27.8.07

Vivir para contarla




Habían pasado treinta años, desde que Luis, con sus veinte inviernos, fue secuestrado por las fuerzas represivas de la dictadura militar argentina que se enseñoreó del país allá en el lejano 1976.Treinta años transcurrieron desde aquel frío 7 de julio del ’77 en que lo tiraron en el suelo de un coche, le pisaron la cabeza, lo llevaron a Arana, la casa de torturas, y le dieron como en la guerra.

Luego, sin ninguna explicación, fue liberado al cabo de treinta días de sufrimiento.

Luis aterrorizado, sobre todo por la ilógica lógica que reinaba allí, partió al exilio.

Hoy Luis tiene 50 vividos años.

Y dos hijos, Martín de 20 y Pablo de 17.

Los ve tan chiquitos.

Tan inocentes.

Que le cuesta creer que a su edad él se estaba enfrentando a las bestias de la patota, iniciando un exilio duro, planteándose qué hacer con esta vida de adulto tempranamente anunciada.

Son otras épocas, se responde, y los quiere.

Los quiere de manera irrefrenable.

De una forma tal que no tiene palabras para explicarlo.

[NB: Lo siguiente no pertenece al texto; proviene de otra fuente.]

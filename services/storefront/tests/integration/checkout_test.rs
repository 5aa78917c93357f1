use rust_decimal::dec;
use uuid::Uuid;

use storefront::domain::notification::Notification;
use storefront::domain::types::{CART_CACHE_TTL_SECS, CartAddition};
use storefront::domain::repository::{CartRepository, EphemeralStore};
use storefront::error::StorefrontError;
use storefront::usecase::cart::cart_cache_key;
use storefront::usecase::checkout::{CheckoutInput, CheckoutUseCase};
use storefront_domain::order::{OrderStatus, PaymentMethod};

use crate::helpers::{MemDb, MemStore, MockQueue, test_product, test_user, test_variant};

type Checkout = CheckoutUseCase<MemDb, MemDb, MemDb, MemDb, MemStore, MockQueue>;

fn checkout(db: &MemDb, cache: &MemStore, queue: &MockQueue) -> Checkout {
    CheckoutUseCase {
        users: db.clone(),
        carts: db.clone(),
        catalog: db.clone(),
        orders: db.clone(),
        cache: cache.clone(),
        queue: queue.clone(),
    }
}

fn input(user_id: Uuid) -> CheckoutInput {
    CheckoutInput {
        user_id,
        shipping_address: "1 Infinite Loop, Cupertino".to_owned(),
        payment_method: PaymentMethod::CashOnDelivery,
    }
}

async fn put_in_cart(
    db: &MemDb,
    user_id: Uuid,
    product_id: Uuid,
    variant_id: Option<Uuid>,
    quantity: i32,
    unit_price: rust_decimal::Decimal,
) {
    db.add_line(
        user_id,
        &CartAddition {
            product_id,
            variant_id,
            quantity,
            unit_price,
            max_quantity: i32::MAX,
        },
    )
    .await
    .unwrap();
}

#[tokio::test]
async fn should_reject_empty_or_missing_cart_without_writes() {
    let user = test_user("ada@example.com");
    let db = MemDb::with_users(vec![user.clone()]);
    let queue = MockQueue::new();
    let uc = checkout(&db, &MemStore::new(), &queue);

    let missing = uc.execute(input(user.id)).await;
    assert!(matches!(missing, Err(StorefrontError::EmptyCart)), "got {missing:?}");

    db.find_or_create(user.id).await.unwrap();
    let empty = uc.execute(input(user.id)).await;
    assert!(matches!(empty, Err(StorefrontError::EmptyCart)), "got {empty:?}");

    assert!(db.orders().is_empty());
    assert!(queue.jobs().is_empty());
}

#[tokio::test]
async fn should_require_shipping_address() {
    let user = test_user("ada@example.com");
    let db = MemDb::with_users(vec![user.clone()]);
    let uc = checkout(&db, &MemStore::new(), &MockQueue::new());

    let mut blank = input(user.id);
    blank.shipping_address = "   ".to_owned();
    let result = uc.execute(blank).await;
    assert!(matches!(result, Err(StorefrontError::InvalidInput(_))), "got {result:?}");
}

#[tokio::test]
async fn should_commit_order_at_live_prices_and_empty_cart() {
    let user = test_user("ada@example.com");
    let db = MemDb::with_users(vec![user.clone()]);
    let cache = MemStore::new();
    let queue = MockQueue::new();

    let mug = test_product(dec!(10.00), 5);
    let tee = test_product(dec!(20.00), 8);
    let tee_xl = test_variant(tee.id, dec!(2.00), 3);
    db.add_product(mug.clone());
    db.add_product(tee.clone());
    db.add_variant(tee_xl.clone());

    put_in_cart(&db, user.id, mug.id, None, 2, dec!(10.00)).await;
    put_in_cart(&db, user.id, tee.id, Some(tee_xl.id), 1, dec!(22.00)).await;
    cache
        .set_ex(&cart_cache_key(user.id), "{}", CART_CACHE_TTL_SECS)
        .await
        .unwrap();

    // Price moves after the items were added; commit uses the live price.
    db.set_price(mug.id, dec!(12.00));

    let output = checkout(&db, &cache, &queue)
        .execute(input(user.id))
        .await
        .unwrap();
    let order = output.order;

    assert_eq!(output.customer.id, user.id);
    assert_eq!(order.status, OrderStatus::Pending);
    assert_eq!(order.total_amount, dec!(46.00));
    assert_eq!(order.items.len(), 2);
    let mug_line = order.items.iter().find(|i| i.product_id == mug.id).unwrap();
    assert_eq!(mug_line.price, dec!(12.00));

    assert_eq!(db.stock(mug.id), 3);
    assert_eq!(db.stock(tee.id), 7);
    assert_eq!(db.variant_stock(tee_xl.id), 2);
    assert!(db.cart(user.id).unwrap().is_empty(), "cart should be empty after checkout");
    assert!(cache.raw(&cart_cache_key(user.id)).is_none(), "cache should be invalidated");
    assert_eq!(db.orders().len(), 1);

    let jobs = queue.jobs();
    assert_eq!(jobs.len(), 1);
    assert_eq!(jobs[0].idempotency_key, format!("order_confirmation:{}", order.id));
    match &jobs[0].notification {
        Notification::OrderConfirmation {
            order_id,
            total_amount,
            items,
            shipping_address,
            ..
        } => {
            assert_eq!(*order_id, order.id);
            assert_eq!(*total_amount, dec!(46.00));
            assert_eq!(items.len(), 2);
            assert_eq!(shipping_address, "1 Infinite Loop, Cupertino");
        }
        other => panic!("expected OrderConfirmation, got {other:?}"),
    }
}

#[tokio::test]
async fn should_report_shortfall_without_writes() {
    let user = test_user("ada@example.com");
    let db = MemDb::with_users(vec![user.clone()]);
    let queue = MockQueue::new();
    let mug = test_product(dec!(10.00), 5);
    db.add_product(mug.clone());
    put_in_cart(&db, user.id, mug.id, None, 4, dec!(10.00)).await;

    db.set_stock(mug.id, 3);

    let result = checkout(&db, &MemStore::new(), &queue)
        .execute(input(user.id))
        .await;
    assert!(
        matches!(
            result,
            Err(StorefrontError::InsufficientStock { product_id, variant_id: None, available: 3 })
                if product_id == mug.id
        ),
        "expected InsufficientStock, got {result:?}"
    );
    assert_eq!(db.stock(mug.id), 3);
    assert_eq!(db.cart(user.id).unwrap().items.len(), 1);
    assert!(db.orders().is_empty());
    assert!(queue.jobs().is_empty());
}

#[tokio::test]
async fn should_aggregate_demand_across_lines_of_one_product() {
    let user = test_user("ada@example.com");
    let db = MemDb::with_users(vec![user.clone()]);
    let tee = test_product(dec!(20.00), 4);
    let tee_xl = test_variant(tee.id, dec!(0), 5);
    db.add_product(tee.clone());
    db.add_variant(tee_xl.clone());
    put_in_cart(&db, user.id, tee.id, None, 3, dec!(20.00)).await;
    put_in_cart(&db, user.id, tee.id, Some(tee_xl.id), 2, dec!(20.00)).await;

    let result = checkout(&db, &MemStore::new(), &MockQueue::new())
        .execute(input(user.id))
        .await;
    assert!(
        matches!(result, Err(StorefrontError::InsufficientStock { variant_id: None, available: 4, .. })),
        "expected product-level shortfall, got {result:?}"
    );
    assert_eq!(db.stock(tee.id), 4);
}

#[tokio::test]
async fn should_let_exactly_one_of_two_racing_checkouts_win() {
    let alice = test_user("alice@example.com");
    let bob = test_user("bob@example.com");
    let db = MemDb::with_users(vec![alice.clone(), bob.clone()]);
    let cache = MemStore::new();
    let queue = MockQueue::new();
    let mug = test_product(dec!(10.00), 5);
    db.add_product(mug.clone());
    put_in_cart(&db, alice.id, mug.id, None, 3, dec!(10.00)).await;
    put_in_cart(&db, bob.id, mug.id, None, 3, dec!(10.00)).await;

    let uc = checkout(&db, &cache, &queue);
    let (a, b) = futures::join!(uc.execute(input(alice.id)), uc.execute(input(bob.id)));

    let wins = [a.is_ok(), b.is_ok()].iter().filter(|ok| **ok).count();
    assert_eq!(wins, 1, "expected exactly one winner, got {a:?} / {b:?}");
    let loser = if a.is_ok() { b } else { a };
    assert!(
        matches!(loser, Err(StorefrontError::InsufficientStock { available: 2, .. })),
        "expected loser to see remaining stock, got {loser:?}"
    );
    assert_eq!(db.stock(mug.id), 2);
    assert_eq!(db.orders().len(), 1);
}

#[tokio::test]
async fn should_commit_even_when_confirmation_enqueue_fails() {
    let user = test_user("ada@example.com");
    let db = MemDb::with_users(vec![user.clone()]);
    let mug = test_product(dec!(10.00), 5);
    db.add_product(mug.clone());
    put_in_cart(&db, user.id, mug.id, None, 1, dec!(10.00)).await;

    checkout(&db, &MemStore::failing(), &MockQueue::failing())
        .execute(input(user.id))
        .await
        .unwrap();
    assert_eq!(db.orders().len(), 1);
    assert_eq!(db.stock(mug.id), 4);
}
//! One-time code lifecycle per identifier.
//!
//! Three keys live in the ephemeral store for each identifier:
//!
//! | Key | Value | TTL |
//! |-----|-------|-----|
//! | `otp:{id}` | the active code | [`OTP_TTL_SECS`] |
//! | `otp:attempts:{id}` | failed verifications | [`OTP_COOLDOWN_SECS`] from the first failure |
//! | `otp:cooldown:{id}` | presence flag | [`OTP_COOLDOWN_SECS`] |
//!
//! No counter state is held in process memory, so limits hold across instances.

use rand::RngExt;

use storefront_domain::identifier::Identifier;

use crate::domain::notification::{ChannelPolicy, DeliveryChannel, Notification, NotificationJob};
use crate::domain::repository::{EphemeralStore, NotificationQueue};
use crate::domain::types::{OTP_COOLDOWN_SECS, OTP_LENGTH, OTP_MAX_ATTEMPTS, OTP_TTL_SECS};
use crate::error::StorefrontError;

/// Key holding the active code for `identifier`.
pub fn code_key(identifier: &Identifier) -> String {
    format!("otp:{}", identifier.key())
}

fn attempts_key(identifier: &Identifier) -> String {
    format!("otp:attempts:{}", identifier.key())
}

fn cooldown_key(identifier: &Identifier) -> String {
    format!("otp:cooldown:{}", identifier.key())
}

/// Uniform over `000000..=999999`, drawn from the thread-local CSPRNG.
pub fn generate_code() -> String {
    let upper = 10u32.pow(OTP_LENGTH as u32);
    let n = rand::rng().random_range(0..upper);
    format!("{n:0width$}", width = OTP_LENGTH)
}

fn codes_match(stored: &str, submitted: &str) -> bool {
    stored.len() == submitted.len()
        && stored
            .bytes()
            .zip(submitted.bytes())
            .fold(0u8, |acc, (a, b)| acc | (a ^ b))
            == 0
}

/// Acknowledgement of an issued code. Never carries the code itself.
#[derive(Debug, Clone, PartialEq, Eq)]
pub struct OtpIssued {
    /// First channel delivery will be attempted on.
    pub channel: DeliveryChannel,
    pub expires_in_secs: u64,
}

pub struct OtpStateMachine<S, Q>
where
    S: EphemeralStore,
    Q: NotificationQueue,
{
    pub store: S,
    pub queue: Q,
    pub channels: ChannelPolicy,
}

impl<S, Q> OtpStateMachine<S, Q>
where
    S: EphemeralStore,
    Q: NotificationQueue,
{
    async fn reject_if_cooling_down(&self, identifier: &Identifier) -> Result<(), StorefrontError> {
        let key = cooldown_key(identifier);
        if self.store.exists(&key).await? {
            let retry_after_secs = self
                .store
                .ttl(&key)
                .await?
                .unwrap_or(OTP_COOLDOWN_SECS)
                .max(1);
            return Err(StorefrontError::RateLimited { retry_after_secs });
        }
        Ok(())
    }

    /// Issue a fresh code, replacing any active one, and enqueue its delivery.
    ///
    /// The caller is responsible for checking that the identifier belongs to a
    /// known account.
    pub async fn issue(&self, identifier: &Identifier) -> Result<OtpIssued, StorefrontError> {
        self.reject_if_cooling_down(identifier).await?;

        let code = generate_code();
        self.store
            .set_ex(&code_key(identifier), &code, OTP_TTL_SECS)
            .await?;
        self.store.del(&attempts_key(identifier)).await?;

        let channels = self.channels.channels_for(identifier);
        let job = NotificationJob::new(Notification::OtpDelivery {
            recipient: identifier.clone(),
            code,
            expires_in_secs: OTP_TTL_SECS,
            channels: channels.to_vec(),
        });
        self.queue.enqueue(&job).await?;

        tracing::info!(
            identifier = %identifier.key(),
            channel = channels[0].as_str(),
            "otp issued"
        );

        Ok(OtpIssued {
            channel: channels[0],
            expires_in_secs: OTP_TTL_SECS,
        })
    }

    /// Check a submitted code. On success the code is consumed.
    ///
    /// Every failure increments the attempt counter; the failure that reaches
    /// [`OTP_MAX_ATTEMPTS`] opens the cooldown and reports `RateLimited`.
    pub async fn verify(
        &self,
        identifier: &Identifier,
        submitted: &str,
    ) -> Result<(), StorefrontError> {
        self.reject_if_cooling_down(identifier).await?;

        let key = code_key(identifier);
        let stored = self.store.get(&key).await?;

        if stored
            .as_deref()
            .is_some_and(|code| codes_match(code, submitted))
        {
            // Only the caller whose delete removed the key wins a concurrent race.
            if !self.store.del(&key).await? {
                return Err(StorefrontError::InvalidOrExpiredOtp);
            }
            self.store.del(&attempts_key(identifier)).await?;
            return Ok(());
        }

        let attempts = self
            .store
            .incr_with_expiry(&attempts_key(identifier), OTP_COOLDOWN_SECS)
            .await?;

        if attempts >= OTP_MAX_ATTEMPTS {
            self.store
                .set_ex(&cooldown_key(identifier), "1", OTP_COOLDOWN_SECS)
                .await?;
            self.store.del(&attempts_key(identifier)).await?;
            tracing::warn!(
                identifier = %identifier.key(),
                attempts,
                "otp cooldown entered"
            );
            return Err(StorefrontError::RateLimited {
                retry_after_secs: OTP_COOLDOWN_SECS,
            });
        }

        match stored {
            None => Err(StorefrontError::InvalidOrExpiredOtp),
            Some(_) => Err(StorefrontError::InvalidOtp {
                remaining_attempts: OTP_MAX_ATTEMPTS - attempts,
            }),
        }
    }
}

Luis salió, pero hubo varios que se quedaron en las mazmorras para siempre.

Luis se sintió siempre hermanado con ellos y se visualizó como una especie de protagonista de tragedia griega, enfrentado a su destino de testimoniar siempre sobre la barbarie vivida, de ser la voz de los que la perdieron para siempre.

Pero al igual que en la tragedia griega, Luis hacía uso de su libre albedrío de elegir declarar. Podría haber optado por no hacerlo, pero entonces nunca más hubiera podido dormir tranquilo.